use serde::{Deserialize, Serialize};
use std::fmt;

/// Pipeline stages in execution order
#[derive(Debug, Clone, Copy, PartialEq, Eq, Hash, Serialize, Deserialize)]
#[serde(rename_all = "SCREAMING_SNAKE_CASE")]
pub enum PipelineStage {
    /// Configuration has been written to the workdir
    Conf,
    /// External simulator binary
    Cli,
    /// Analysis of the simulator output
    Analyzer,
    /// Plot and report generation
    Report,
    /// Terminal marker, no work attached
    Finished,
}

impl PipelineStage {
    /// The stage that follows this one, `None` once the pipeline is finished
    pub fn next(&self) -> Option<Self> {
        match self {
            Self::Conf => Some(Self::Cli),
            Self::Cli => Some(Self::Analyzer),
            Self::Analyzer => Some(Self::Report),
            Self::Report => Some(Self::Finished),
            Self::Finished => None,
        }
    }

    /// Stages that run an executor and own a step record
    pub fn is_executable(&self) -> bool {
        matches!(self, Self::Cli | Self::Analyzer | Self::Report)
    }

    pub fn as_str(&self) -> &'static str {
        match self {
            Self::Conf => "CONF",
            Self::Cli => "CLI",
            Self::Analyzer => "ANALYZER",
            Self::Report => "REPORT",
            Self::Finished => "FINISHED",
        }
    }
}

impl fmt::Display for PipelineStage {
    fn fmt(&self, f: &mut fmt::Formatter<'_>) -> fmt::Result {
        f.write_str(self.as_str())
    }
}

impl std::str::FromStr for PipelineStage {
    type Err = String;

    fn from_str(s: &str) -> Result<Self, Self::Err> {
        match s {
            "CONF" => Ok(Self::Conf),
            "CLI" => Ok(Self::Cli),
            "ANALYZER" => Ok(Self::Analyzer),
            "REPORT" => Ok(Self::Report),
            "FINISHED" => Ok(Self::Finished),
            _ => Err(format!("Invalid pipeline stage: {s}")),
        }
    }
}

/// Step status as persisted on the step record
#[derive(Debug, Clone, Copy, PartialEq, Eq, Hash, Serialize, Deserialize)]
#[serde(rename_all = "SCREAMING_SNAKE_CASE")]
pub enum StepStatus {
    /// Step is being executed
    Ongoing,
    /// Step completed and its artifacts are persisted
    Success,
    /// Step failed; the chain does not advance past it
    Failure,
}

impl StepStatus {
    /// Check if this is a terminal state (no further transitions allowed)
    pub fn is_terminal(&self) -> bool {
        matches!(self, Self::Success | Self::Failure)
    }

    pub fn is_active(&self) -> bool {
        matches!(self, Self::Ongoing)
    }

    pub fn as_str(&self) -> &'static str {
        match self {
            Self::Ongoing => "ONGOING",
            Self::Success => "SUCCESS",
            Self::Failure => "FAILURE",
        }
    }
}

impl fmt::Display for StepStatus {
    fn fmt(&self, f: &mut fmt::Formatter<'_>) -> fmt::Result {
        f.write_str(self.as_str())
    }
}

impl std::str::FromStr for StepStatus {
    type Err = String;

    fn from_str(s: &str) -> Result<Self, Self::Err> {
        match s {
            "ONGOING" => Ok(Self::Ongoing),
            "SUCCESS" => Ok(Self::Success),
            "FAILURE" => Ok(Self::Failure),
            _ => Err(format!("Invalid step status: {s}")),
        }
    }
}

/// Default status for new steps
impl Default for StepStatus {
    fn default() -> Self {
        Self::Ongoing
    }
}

---

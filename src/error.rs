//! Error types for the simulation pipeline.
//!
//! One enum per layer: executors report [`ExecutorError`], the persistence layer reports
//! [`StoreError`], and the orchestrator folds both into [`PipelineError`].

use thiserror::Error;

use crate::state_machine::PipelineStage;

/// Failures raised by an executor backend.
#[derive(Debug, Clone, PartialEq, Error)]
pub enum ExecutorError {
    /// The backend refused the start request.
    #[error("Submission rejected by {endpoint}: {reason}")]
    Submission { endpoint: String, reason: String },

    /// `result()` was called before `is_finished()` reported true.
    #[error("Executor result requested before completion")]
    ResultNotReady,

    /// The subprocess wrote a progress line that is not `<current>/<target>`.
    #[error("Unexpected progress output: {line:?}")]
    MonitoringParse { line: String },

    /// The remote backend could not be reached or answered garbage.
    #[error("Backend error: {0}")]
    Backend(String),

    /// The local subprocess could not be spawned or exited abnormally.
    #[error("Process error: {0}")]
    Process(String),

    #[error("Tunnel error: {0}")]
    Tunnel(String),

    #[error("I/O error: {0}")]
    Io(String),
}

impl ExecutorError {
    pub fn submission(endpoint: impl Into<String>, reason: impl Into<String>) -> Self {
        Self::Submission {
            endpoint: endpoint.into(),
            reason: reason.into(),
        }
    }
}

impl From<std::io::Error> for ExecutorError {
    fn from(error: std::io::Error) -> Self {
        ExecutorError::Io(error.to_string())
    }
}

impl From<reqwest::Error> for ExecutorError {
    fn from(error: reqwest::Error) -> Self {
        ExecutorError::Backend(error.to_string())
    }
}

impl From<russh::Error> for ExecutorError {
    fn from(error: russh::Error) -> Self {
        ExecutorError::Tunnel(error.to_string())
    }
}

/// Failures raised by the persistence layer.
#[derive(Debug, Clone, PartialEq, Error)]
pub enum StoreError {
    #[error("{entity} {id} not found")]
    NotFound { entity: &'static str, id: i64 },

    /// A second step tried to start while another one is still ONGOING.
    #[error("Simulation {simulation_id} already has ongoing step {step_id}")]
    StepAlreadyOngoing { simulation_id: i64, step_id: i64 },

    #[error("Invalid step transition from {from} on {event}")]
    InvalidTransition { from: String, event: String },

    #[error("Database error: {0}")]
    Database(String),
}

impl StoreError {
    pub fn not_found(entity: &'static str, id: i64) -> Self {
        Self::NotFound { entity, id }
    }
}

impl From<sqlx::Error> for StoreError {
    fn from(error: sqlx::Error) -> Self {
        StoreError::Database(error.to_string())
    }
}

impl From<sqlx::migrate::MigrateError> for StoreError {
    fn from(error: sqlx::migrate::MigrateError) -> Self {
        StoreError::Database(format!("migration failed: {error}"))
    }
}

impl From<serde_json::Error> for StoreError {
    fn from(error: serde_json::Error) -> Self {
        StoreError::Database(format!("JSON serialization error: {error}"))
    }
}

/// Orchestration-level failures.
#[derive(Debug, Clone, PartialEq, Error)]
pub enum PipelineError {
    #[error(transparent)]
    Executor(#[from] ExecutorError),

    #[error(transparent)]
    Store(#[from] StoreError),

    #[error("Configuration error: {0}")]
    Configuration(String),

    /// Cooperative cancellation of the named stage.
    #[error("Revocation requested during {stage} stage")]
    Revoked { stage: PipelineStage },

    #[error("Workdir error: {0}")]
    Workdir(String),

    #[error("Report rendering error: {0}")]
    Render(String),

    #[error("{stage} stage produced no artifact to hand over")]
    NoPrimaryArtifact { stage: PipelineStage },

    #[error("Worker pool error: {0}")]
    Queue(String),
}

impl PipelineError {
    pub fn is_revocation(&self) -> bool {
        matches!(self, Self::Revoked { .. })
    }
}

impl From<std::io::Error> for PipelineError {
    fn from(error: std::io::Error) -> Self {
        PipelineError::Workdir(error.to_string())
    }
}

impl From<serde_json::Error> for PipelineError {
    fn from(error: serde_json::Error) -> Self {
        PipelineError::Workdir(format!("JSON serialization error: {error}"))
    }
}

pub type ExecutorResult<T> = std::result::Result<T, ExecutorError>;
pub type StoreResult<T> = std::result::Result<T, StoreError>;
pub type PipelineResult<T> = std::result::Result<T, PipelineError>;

Task statement: Across the material, report every line that has the word "record".

Solution to this exercise:
    /// Stages that run an executor and own a step record
/// Step status as persisted on the step record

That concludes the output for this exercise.